MATERIAL SUPPLIED:
/// Smallest decimal price accepted for a bet.
pub const MIN_DECIMAL_ODDS: f64 = 1.01;

/// Convert an American price (e.g. `+150`, `-110`) to decimal odds.
///
/// Returns `None` for prices inside the (-100, 100) dead zone, which no book quotes.
pub fn american_to_decimal(american: f64) -> Option<f64> {
    if !american.is_finite() {
        return None;
    }
    if american >= 100.0 {
        Some(1.0 + american / 100.0)
    } else if american <= -100.0 {
        Some(1.0 + 100.0 / american.abs())
    } else {
        None
    }
}

/// Convert decimal odds back to an American price.
pub fn decimal_to_american(decimal: f64) -> Option<f64> {
    if !decimal.is_finite() || decimal <= 1.0 {
        return None;
    }
    if decimal >= 2.0 {
        Some((decimal - 1.0) * 100.0)
    } else {
        Some(-100.0 / (decimal - 1.0))
    }
}

/// Parse fractional odds such as `5/2` or `1/3` into decimal odds.
pub fn fractional_to_decimal(text: &str) -> Option<f64> {
    let (num, den) = text.trim().split_once('/')?;
    let num: f64 = num.trim().parse().ok()?;
    let den: f64 = den.trim().parse().ok()?;
    if den <= 0.0 || num < 0.0 {
        return None;
    }
    Some(1.0 + num / den)
}

/// Relative error of `submitted` against `reference`, `|s - r| / |r|`.
pub fn relative_error(submitted: f64, reference: f64) -> f64 {
    (submitted - reference).abs() / reference.abs()
}

/// Line comparison shared by validation: a zero reference line must match within
/// `zero_epsilon` in absolute terms, any other line within `tolerance` relative error.
pub fn line_within_tolerance(submitted: f64, reference: f64, tolerance: f64, zero_epsilon: f64) -> bool {
    if reference == 0.0 {
        return submitted.abs() <= zero_epsilon;
    }
    relative_error(submitted, reference) <= tolerance
}

/// Product of leg decimal odds, i.e. the fair parlay price.
pub fn parlay_decimal(legs: &[f64]) -> f64 {
    legs.iter().product()
}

WORK REQUEST: Would you return exactly, and only, the lines beginning at the one with "let den: f64 = den.trim().parse().ok()?;" and ending at the last line of the listing?

SOLVED PROBLEM:
    let den: f64 = den.trim().parse().ok()?;
    if den <= 0.0 || num < 0.0 {
        return None;
    }
    Some(1.0 + num / den)
}

/// Relative error of `submitted` against `reference`, `|s - r| / |r|`.
pub fn relative_error(submitted: f64, reference: f64) -> f64 {
    (submitted - reference).abs() / reference.abs()
}

/// Line comparison shared by validation: a zero reference line must match within
/// `zero_epsilon` in absolute terms, any other line within `tolerance` relative error.
pub fn line_within_tolerance(submitted: f64, reference: f64, tolerance: f64, zero_epsilon: f64) -> bool {
    if reference == 0.0 {
        return submitted.abs() <= zero_epsilon;
    }
    relative_error(submitted, reference) <= tolerance
}

/// Product of leg decimal odds, i.e. the fair parlay price.
pub fn parlay_decimal(legs: &[f64]) -> f64 {
    legs.iter().product()
}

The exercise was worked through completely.